Thinking about improving your financial situation is a good decision to make at any time of the year; many people find it easier to make it at the beginning of the year. It’s not important when you begin. The basics still remains the same. Here are the top ten strategies that will keep you stable financially.

1) Get paid what you are worth and spend less than you earn It looks very simple when you read this line, but most people struggle through this first basic rule. Know the worth of your job in the marketplace. Evaluate your skills, productivity, job tasks, contribution to the company, and the going rate, both inside and outside the company, for what you do. If you are getting less paid, it will have a downward effect in your working tenure.

Once you have determined your earning potential, don’t spend more than what you earn.
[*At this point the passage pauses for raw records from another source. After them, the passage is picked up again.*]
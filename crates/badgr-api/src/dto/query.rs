//! 查询参数与时间解析

use chrono::{DateTime, NaiveDateTime, Utc};
use serde::Deserialize;

use badgr_core::text::is_truthy;

use crate::error::{ApiError, Result};

pub const DATETIME_FORMAT_ERROR: &str = "Datetime has wrong format. Use one of these formats instead: YYYY-MM-DDThh:mm[:ss[.uuuuuu]][+HH:MM|-HH:MM|Z].";
pub const SINCE_FORMAT_ERROR: &str = "must be ISO-8601 format with time zone";

/// 列表接口的查询参数；`recipient` 与 `expand` 可重复出现
#[derive(Debug, Default, Deserialize)]
pub struct ListQuery {
    #[serde(default)]
    pub recipient: Vec<String>,
    pub num: Option<String>,
    pub cursor: Option<String>,
    pub include_expired: Option<String>,
    pub include_revoked: Option<String>,
    #[serde(default)]
    pub expand: Vec<String>,
    #[serde(default)]
    pub expands: Vec<String>,
}

impl ListQuery {
    pub fn include_expired(&self) -> bool {
        is_truthy(self.include_expired.as_deref())
    }

    pub fn include_revoked(&self) -> bool {
        is_truthy(self.include_revoked.as_deref())
    }

    pub fn expands(&self) -> Expands {
        Expands::parse(self.expand.iter().chain(self.expands.iter()).map(String::as_str))
    }
}

#[derive(Debug, Default, Deserialize)]
pub struct ChangedSinceQuery {
    pub since: Option<String>,
    pub num: Option<String>,
    pub cursor: Option<String>,
}

/// 背包表示中需要内联的关联对象
#[derive(Debug, Clone, Copy, Default, PartialEq, Eq)]
pub struct Expands {
    pub badgeclass: bool,
    pub issuer: bool,
}

impl Expands {
    /// 每个值可以是逗号分隔的列表
    pub fn parse<'a>(values: impl Iterator<Item = &'a str>) -> Self {
        let mut expands = Self::default();
        for name in values.flat_map(|v| v.split(',')).map(str::trim) {
            match name {
                "badgeclass" => expands.badgeclass = true,
                "issuer" => expands.issuer = true,
                _ => {}
            }
        }
        expands
    }
}

/// 解析变更流的 since：必须带时区；查询串中未编码的 `+` 会变成空格，这里还原
pub fn parse_since(raw: &str) -> Result<DateTime<Utc>> {
    let value = raw.trim().replace(' ', "+");
    DateTime::parse_from_rfc3339(&value)
        .or_else(|_| DateTime::parse_from_str(&value, "%Y-%m-%dT%H:%M:%S%.f%z"))
        .or_else(|_| DateTime::parse_from_str(&value, "%Y-%m-%dT%H:%M%z"))
        .map(|dt| dt.with_timezone(&Utc))
        .map_err(|_| ApiError::field("since", SINCE_FORMAT_ERROR))
}

/// 解析请求体中的时间字段；未带时区时按 UTC 处理
pub fn parse_datetime(value: &str) -> std::result::Result<DateTime<Utc>, &'static str> {
    let value = value.trim();
    if let Ok(dt) = DateTime::parse_from_rfc3339(value) {
        return Ok(dt.with_timezone(&Utc));
    }
    for format in ["%Y-%m-%dT%H:%M:%S%.f%:z", "%Y-%m-%dT%H:%M%:z", "%Y-%m-%dT%H:%M%z"] {
        if let Ok(dt) = DateTime::parse_from_str(value, format) {
            return Ok(dt.with_timezone(&Utc));
        }
    }
    for format in ["%Y-%m-%dT%H:%M:%S%.f", "%Y-%m-%dT%H:%M"] {
        if let Ok(naive) = NaiveDateTime::parse_from_str(value, format) {
            return Ok(naive.and_utc());
        }
    }
    Err(DATETIME_FORMAT_ERROR)
}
You will never get ahead in life. It’s very easy to spend, but it takes a lot of time, patience and skills to earn. A little cost-cutting effort in a number of areas can result in big savings. You don’t need to make big sacrifices all the time.

2) Stick to a budget Everyone needs to do a proper budgeting of their finance to know the inflow and outflow of your money. It will be tough to set spending and saving goals if you don’t know where your money is going.

3) Pay off credit card debts credit card debt is the number one obstacle to getting ahead financially. Credit cards are so easy to use and it’s even easier to forget that it’s actually real money and needs to be paid when payments are due. If we don’t pay in time, we end up paying the principal at highest interest rates and fees that could have been saved otherwise.

4) Contribute to a retirement plan if your employer is providing you a 401(k) plan and you are not taking the benefits, you are walking away from one of the best deals. If your employer has such plans, sign up for it today. If you are already contributing, try to increase the contribution. It will help you only after retirement. If your employer doesn’t offer a retirement plan, consider an IRA.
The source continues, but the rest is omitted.